OPINION: POLICY BRIEF SONOMA COUNTY HOMELESS
SYSTEM OF
CARE: BEST PRACTICES
The CDC provides a deliberately, indeed cynically, skewed perspective on transitional villages, drawing heavily from an interagency body which, despite its existence of over 30 years, has not taken the necessary steps to end homelessness. Furthermore, the CDC's benchmark of: "Therefore, the success of any service model can be housing, and the investment required to achieve this goal" is concerning.
Most apparently,
defining success in such narrow, bureaucratic terms entirely overlooks the
exigencies of being homeless, of the negative housing stock in Sonoma County,
and most importantly reduces people, individuals with all their variations,
strengths and needs, to whether or not they have accepted this non-existent
housing. The CDC attempts to impose a structural analysis that has little
to do with the complexities of living without shelter in a negative housing
market.
Transitional
villages do work. The CDC
pointedly ignores evidence from places such as Dignity Village, which has been
successfully providing housing for over 15 years and is self-governed. Or
the work done in Eugene, or Olympia Washington at Opportunity and Quixote
Villages, respectively. The information on Camp Michela is so deeply
flawed and deliberately skewed as to be risible, were the stakes not so high.
The homeless need
safety and shelter and stability now. To pretend that the shelter system
works for everyone, which is one implication of the CDC's statement, overlooks
that not only are there not enough beds, but many individuals living on the
streets have not found shelters conducive to their mental health, physical
health, sense of autonomy, safety or familial needs. Tent or tiny home villages
are, and always have been just one measure to ease the humanitarian toll
brought on by living homeless. And since we do not have housing, easing
that toll should be our benchmark in the interim.
Housing first must
be changed to stability first. Requiring people to stay on the streets
until they have permanent housing is an unconscionable prospect, and yet that
is precisely what the CDC's statement intones. People form tent
encampments because they need safety and community. Below are some of the benefits of having tent or tiny home
villages:
a. Community. Public health
and the social sciences are clear: isolation is inordinately damaging to
humans, particularly when people are faced with the adverse conditions found in
homelessness. We know that long-term relationships increased
likelihood of survival, for instance, among HIV+ individuals prior to the
advent of protease inhibitors. We also know that when individuals have
"social capital," which can include mutual, reciprocal beneficial relationships,
involvement in larger social groupings, and a sense of trust in their
environment, health outcomes are significantly better.

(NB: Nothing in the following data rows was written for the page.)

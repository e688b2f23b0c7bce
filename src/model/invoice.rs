//! Invoice schema mirrors. The billing screen is disabled (CFDI/e-invoicing is
//! out of scope), but the tables exist and the rows deserialize, so the models
//! are kept for the day the screen returns.

#![allow(dead_code)]

use chrono::{DateTime, NaiveDate, Utc};
use serde::Deserialize;

/// An invoice header row.
#[derive(Debug, Clone, PartialEq, Deserialize)]
pub struct Invoice {
    pub id: String,
    pub invoice_number: String,
    /// Fiscal folio assigned by the CFDI stamping provider.
    pub cfdi_uuid: Option<String>,
    pub owner_id: Option<String>,
    pub pet_id: Option<String>,
    pub issue_date: Option<NaiveDate>,
    pub due_date: Option<NaiveDate>,
    pub payment_method: Option<String>,
    pub status: Option<String>,
    pub notes: Option<String>,
    pub subtotal: f64,
    pub tax: Option<f64>,
    pub total: f64,
    pub created_by: Option<String>,
    pub created_at: Option<DateTime<Utc>>,
    pub updated_at: Option<DateTime<Utc>>,
}

/// A line item referencing the inventory.
#[derive(Debug, Clone, PartialEq, Deserialize)]
pub struct InvoiceItem {
    pub id: String,
    pub invoice_id: Option<String>,
    pub inventory_item_id: Option<String>,
    pub description: String,
    pub quantity: f64,
    pub unit_price: f64,
    pub total: f64,
    pub created_at: Option<DateTime<Utc>>,
}

impl InvoiceItem {
    /// Line total recomputed from its parts.
    pub fn computed_total(&self) -> f64 {
        self.quantity * self.unit_price
    }
}

#[cfg(test)]
mod tests {
    use super::*;

    /// Tests that a line item's stored total can be cross-checked against its
    /// parts.
    ///
    /// Expected: quantity times unit price.
    #[test]
    fn recomputes_line_total() {
        let line = InvoiceItem {
            id: "li1".into(),
            invoice_id: Some("inv1".into()),
            inventory_item_id: None,
            description: "Consulta general".into(),
            quantity: 2.0,
            unit_price: 350.0,
            total: 700.0,
            created_at: None,
        };
        assert_eq!(line.computed_total(), line.total);
    }
}
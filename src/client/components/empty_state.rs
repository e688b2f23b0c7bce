use dioxus::prelude::*;
use dioxus_free_icons::icons::fa_solid_icons::FaMagnifyingGlass;
use dioxus_free_icons::Icon;

/// Empty-collection prompt with a filter reset action.
#[component]
pub fn EmptyState(message: String, on_reset: EventHandler<()>) -> Element {
    rsx!(
        div { class: "card shadow-sm",
            div { class: "card-body py-12 items-center text-center",
                Icon { width: 48, height: 48, icon: FaMagnifyingGlass, class: "text-base-300" }
                p { class: "text-base-content/60 mb-2", "{message}" }
                button {
                    class: "btn btn-outline",
                    onclick: move |_| on_reset.call(()),
                    "Limpiar filtros"
                }
            }
        }
    )
}
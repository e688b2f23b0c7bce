use chrono::{DateTime, Utc};

/// How many entries the dashboard feed shows after merging its sources.
pub const RECENT_ACTIVITY_LIMIT: usize = 8;

/// Summary tile values for the dashboard.
#[derive(Debug, Clone, Copy, Default, PartialEq)]
pub struct DashboardStats {
    pub total_pets: u64,
    pub today_appointments: u64,
    pub low_stock_items: u64,
    pub active_vets: u64,
    pub upcoming_appointments: u64,
    pub total_inventory_items: u64,
}

#[derive(Debug, Clone, Copy, PartialEq, Eq)]
pub enum ActivityKind {
    Appointment,
    Pet,
    Inventory,
}

/// One line of the recent-activity feed.
#[derive(Debug, Clone, PartialEq)]
pub struct ActivityEntry {
    pub id: String,
    pub kind: ActivityKind,
    pub description: String,
    pub timestamp: DateTime<Utc>,
}

impl ActivityEntry {
    pub fn appointment(id: String, reason: &str, at: DateTime<Utc>) -> Self {
        Self {
            id,
            kind: ActivityKind::Appointment,
            description: format!("Nueva cita programada: {reason}"),
            timestamp: at,
        }
    }

    pub fn pet(id: String, name: &str, species: &str, at: DateTime<Utc>) -> Self {
        Self {
            id,
            kind: ActivityKind::Pet,
            description: format!("Nuevo paciente registrado: {name} ({species})"),
            timestamp: at,
        }
    }

    pub fn inventory(id: String, name: &str, quantity: i64, at: DateTime<Utc>) -> Self {
        Self {
            id,
            kind: ActivityKind::Inventory,
            description: format!("Stock bajo: {name} ({quantity} unidades)"),
            timestamp: at,
        }
    }
}

/// Interleaves the per-source entries into one feed: newest first, truncated
/// to [`RECENT_ACTIVITY_LIMIT`].
pub fn merge_recent(mut entries: Vec<ActivityEntry>) -> Vec<ActivityEntry> {
    entries.sort_by(|a, b| b.timestamp.cmp(&a.timestamp));
    entries.truncate(RECENT_ACTIVITY_LIMIT);
    entries
}

/// Relative age label for a feed entry.
pub fn time_ago(at: DateTime<Utc>, now: DateTime<Utc>) -> String {
    let hours = (now - at).num_hours();
    if hours < 1 {
        "Hace unos minutos".to_string()
    } else if hours < 24 {
        format!("Hace {hours} {}", if hours == 1 { "hora" } else { "horas" })
    } else {
        let days = hours / 24;
        format!("Hace {days} {}", if days == 1 { "día" } else { "días" })
    }
}

#[cfg(test)]
mod tests {
    use super::*;
    use chrono::TimeZone;

    fn at(hour: u32) -> DateTime<Utc> {
        Utc.with_ymd_and_hms(2026, 8, 7, hour, 0, 0).unwrap()
    }

    /// Tests that merged sources interleave by recency across kinds.
    ///
    /// Expected: strictly descending timestamps regardless of source order.
    #[test]
    fn merges_sources_newest_first() {
        let entries = vec![
            ActivityEntry::appointment("a1".into(), "Consulta", at(9)),
            ActivityEntry::pet("p1".into(), "Rocky", "perro", at(11)),
            ActivityEntry::inventory("i1".into(), "Amoxicilina", 3, at(10)),
        ];
        let feed = merge_recent(entries);
        assert_eq!(
            feed.iter().map(|e| e.id.as_str()).collect::<Vec<_>>(),
            ["p1", "i1", "a1"]
        );
    }

    /// Tests truncation to the feed limit.
    ///
    /// Expected: 8 newest entries survive out of 12.
    #[test]
    fn truncates_to_limit() {
        let entries = (0..12)
            .map(|i| ActivityEntry::pet(format!("p{i}"), "Rocky", "perro", at(i as u32)))
            .collect();
        let feed = merge_recent(entries);
        assert_eq!(feed.len(), RECENT_ACTIVITY_LIMIT);
        assert_eq!(feed[0].id, "p11");
        assert_eq!(feed[7].id, "p4");
    }

    /// Tests the relative age labels.
    ///
    /// Expected: minutes under an hour, singular/plural hours, then days.
    #[test]
    fn formats_time_ago() {
        let now = Utc.with_ymd_and_hms(2026, 8, 7, 12, 0, 0).unwrap();
        assert_eq!(time_ago(now, now), "Hace unos minutos");
        assert_eq!(
            time_ago(now - chrono::Duration::hours(1), now),
            "Hace 1 hora"
        );
        assert_eq!(
            time_ago(now - chrono::Duration::hours(5), now),
            "Hace 5 horas"
        );
        assert_eq!(
            time_ago(now - chrono::Duration::days(3), now),
            "Hace 3 días"
        );
    }

    /// Tests the feed descriptions.
    ///
    /// Expected: the per-kind Spanish copy with interpolated fields.
    #[test]
    fn formats_descriptions() {
        let entry = ActivityEntry::inventory("i1".into(), "Amoxicilina", 3, at(10));
        assert_eq!(entry.description, "Stock bajo: Amoxicilina (3 unidades)");

        let entry = ActivityEntry::pet("p1".into(), "Rocky", "perro", at(10));
        assert_eq!(
            entry.description,
            "Nuevo paciente registrado: Rocky (perro)"
        );
    }
}
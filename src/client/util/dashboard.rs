use chrono::{DateTime, Duration, NaiveDateTime, NaiveTime, Utc};
use dioxus_logger::tracing;
use futures::join;
use serde::Deserialize;

use crate::model::activity::{merge_recent, ActivityEntry, DashboardStats};
use crate::model::appointment::AppointmentStatus;
use crate::model::inventory::low_stock;
use crate::model::staff::VETERINARIAN_ROLE;
use crate::supabase::{Client, Error, Order};

/// Upcoming-appointment row rendered on the dashboard.
#[derive(Debug, Clone, PartialEq, Deserialize)]
pub struct UpcomingAppointment {
    pub id: String,
    pub appointment_date: DateTime<Utc>,
    pub reason: String,
    #[serde(default)]
    pub pets: Option<UpcomingPet>,
}

#[derive(Debug, Clone, PartialEq, Deserialize)]
pub struct UpcomingPet {
    pub name: String,
}

/// Everything the dashboard shows, assembled from parallel queries.
#[derive(Debug, Clone, Default, PartialEq)]
pub struct DashboardData {
    pub stats: DashboardStats,
    pub upcoming: Vec<UpcomingAppointment>,
    pub activity: Vec<ActivityEntry>,
    /// Set when any query failed; the tiles that resolved still render.
    pub degraded: bool,
}

#[derive(Debug, Clone, Deserialize)]
struct StockLevel {
    quantity: i64,
    min_quantity: i64,
}

#[derive(Debug, Clone, Deserialize)]
struct RecentAppointment {
    id: String,
    reason: Option<String>,
    created_at: Option<DateTime<Utc>>,
}

#[derive(Debug, Clone, Deserialize)]
struct RecentPet {
    id: String,
    name: String,
    species: String,
    created_at: Option<DateTime<Utc>>,
}

#[derive(Debug, Clone, Deserialize)]
struct RecentItem {
    id: String,
    name: String,
    quantity: i64,
    created_at: Option<DateTime<Utc>>,
}

fn ts(at: NaiveDateTime) -> String {
    at.format("%Y-%m-%dT%H:%M:%S").to_string()
}

/// Issues the six tile queries, the upcoming list, and the three activity
/// feeds, all fire-and-collect-all. Individual failures are logged and
/// degrade their slice of the result instead of failing the screen.
pub async fn load_dashboard(client: &Client, now: DateTime<Utc>) -> DashboardData {
    let today_start = now.date_naive().and_time(NaiveTime::MIN);
    let tomorrow_start = today_start + Duration::days(1);
    let week_end = today_start + Duration::days(7);

    let (pets, today_appointments, stock_levels, vets, upcoming, inventory_items) = join!(
        client
            .from("pets")
            .select("id")
            .eq("active", true)
            .count(),
        client
            .from("appointments")
            .select("id")
            .gte("appointment_date", ts(today_start))
            .lt("appointment_date", ts(tomorrow_start))
            .eq("status", AppointmentStatus::Programada.as_str())
            .count(),
        client
            .from("inventory")
            .select("quantity,min_quantity")
            .eq("active", true)
            .fetch::<StockLevel>(),
        client
            .from("profiles")
            .select("id")
            .eq("role", VETERINARIAN_ROLE)
            .count(),
        client
            .from("appointments")
            .select("id,appointment_date,reason,pets(name)")
            .gte("appointment_date", ts(today_start))
            .lt("appointment_date", ts(week_end))
            .eq("status", AppointmentStatus::Programada.as_str())
            .order("appointment_date", Order::Ascending)
            .limit(5)
            .fetch::<UpcomingAppointment>(),
        client
            .from("inventory")
            .select("id")
            .eq("active", true)
            .count(),
    );

    let mut degraded = false;
    let mut count = |result: Result<u64, Error>| match result {
        Ok(value) => value,
        Err(err) => {
            tracing::error!("dashboard query failed: {err}");
            degraded = true;
            0
        }
    };

    let total_pets = count(pets);
    let today_appointments = count(today_appointments);
    let active_vets = count(vets);
    let total_inventory_items = count(inventory_items);

    // The low-stock tile recomputes the one shared definition instead of
    // filtering on the backend.
    let low_stock_items = match stock_levels {
        Ok(levels) => levels
            .iter()
            .filter(|level| low_stock(level.quantity, level.min_quantity))
            .count() as u64,
        Err(err) => {
            tracing::error!("dashboard inventory query failed: {err}");
            degraded = true;
            0
        }
    };

    let upcoming = match upcoming {
        Ok(rows) => rows,
        Err(err) => {
            tracing::error!("dashboard upcoming query failed: {err}");
            degraded = true;
            Vec::new()
        }
    };

    let (activity, activity_degraded) = load_recent_activity(client, now).await;
    degraded |= activity_degraded;

    DashboardData {
        stats: DashboardStats {
            total_pets,
            today_appointments,
            low_stock_items,
            active_vets,
            upcoming_appointments: upcoming.len() as u64,
            total_inventory_items,
        },
        upcoming,
        activity,
        degraded,
    }
}

/// Merges the three recent-activity feeds (last 7 days, 4 rows each) into one
/// time-sorted list capped at 8 entries.
async fn load_recent_activity(
    client: &Client,
    now: DateTime<Utc>,
) -> (Vec<ActivityEntry>, bool) {
    let last_week = ts((now - Duration::days(7)).naive_utc());

    let (appointments, pets, items) = join!(
        client
            .from("appointments")
            .select("id,reason,created_at")
            .gte("created_at", last_week.clone())
            .order("created_at", Order::Descending)
            .limit(4)
            .fetch::<RecentAppointment>(),
        client
            .from("pets")
            .select("id,name,species,created_at")
            .gte("created_at", last_week.clone())
            .order("created_at", Order::Descending)
            .limit(4)
            .fetch::<RecentPet>(),
        client
            .from("inventory")
            .select("id,name,quantity,created_at")
            .lte("quantity", 10)
            .gte("created_at", last_week)
            .order("created_at", Order::Descending)
            .limit(4)
            .fetch::<RecentItem>(),
    );

    let mut degraded = false;
    let mut entries = Vec::new();

    match appointments {
        Ok(rows) => entries.extend(rows.into_iter().filter_map(|row| {
            let at = row.created_at?;
            Some(ActivityEntry::appointment(
                row.id,
                row.reason.as_deref().unwrap_or("Sin motivo"),
                at,
            ))
        })),
        Err(err) => {
            tracing::error!("recent appointments query failed: {err}");
            degraded = true;
        }
    }

    match pets {
        Ok(rows) => entries.extend(rows.into_iter().filter_map(|row| {
            let at = row.created_at?;
            Some(ActivityEntry::pet(row.id, &row.name, &row.species, at))
        })),
        Err(err) => {
            tracing::error!("recent pets query failed: {err}");
            degraded = true;
        }
    }

    match items {
        Ok(rows) => entries.extend(rows.into_iter().filter_map(|row| {
            let at = row.created_at?;
            Some(ActivityEntry::inventory(row.id, &row.name, row.quantity, at))
        })),
        Err(err) => {
            tracing::error!("recent inventory query failed: {err}");
            degraded = true;
        }
    }

    (merge_recent(entries), degraded)
}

(http://www.macses.ucsf.edu/research/socialenviron/capital.php)
b. Safety: In CA, 27.3% of women have a lifetime prevalence
of being a victim of intimate partner violence (rape, stalking, physical
violence). No doubt these data are worse for homeless women. Members
of the LGBTQQIA community, particularly youth, are equally vulnerable on their
own. These numbers are notably higher among the homeless, making tent villages,
despite their limitations, a better option for many. (https://www.cdc.gov/violenceprevention/pdf/NISVS_Report2010-a.pdf)
c. Environmental: Dispersed homeless populations can lead
to multiple sites of trash and human waste disposal. A central area, where the
homeless can safely use portapotties and dispose of trash in receptacles,
decreases environmental impact in the immediate neighborhoods, as well as
preserving watersheds, area creeks and riverways.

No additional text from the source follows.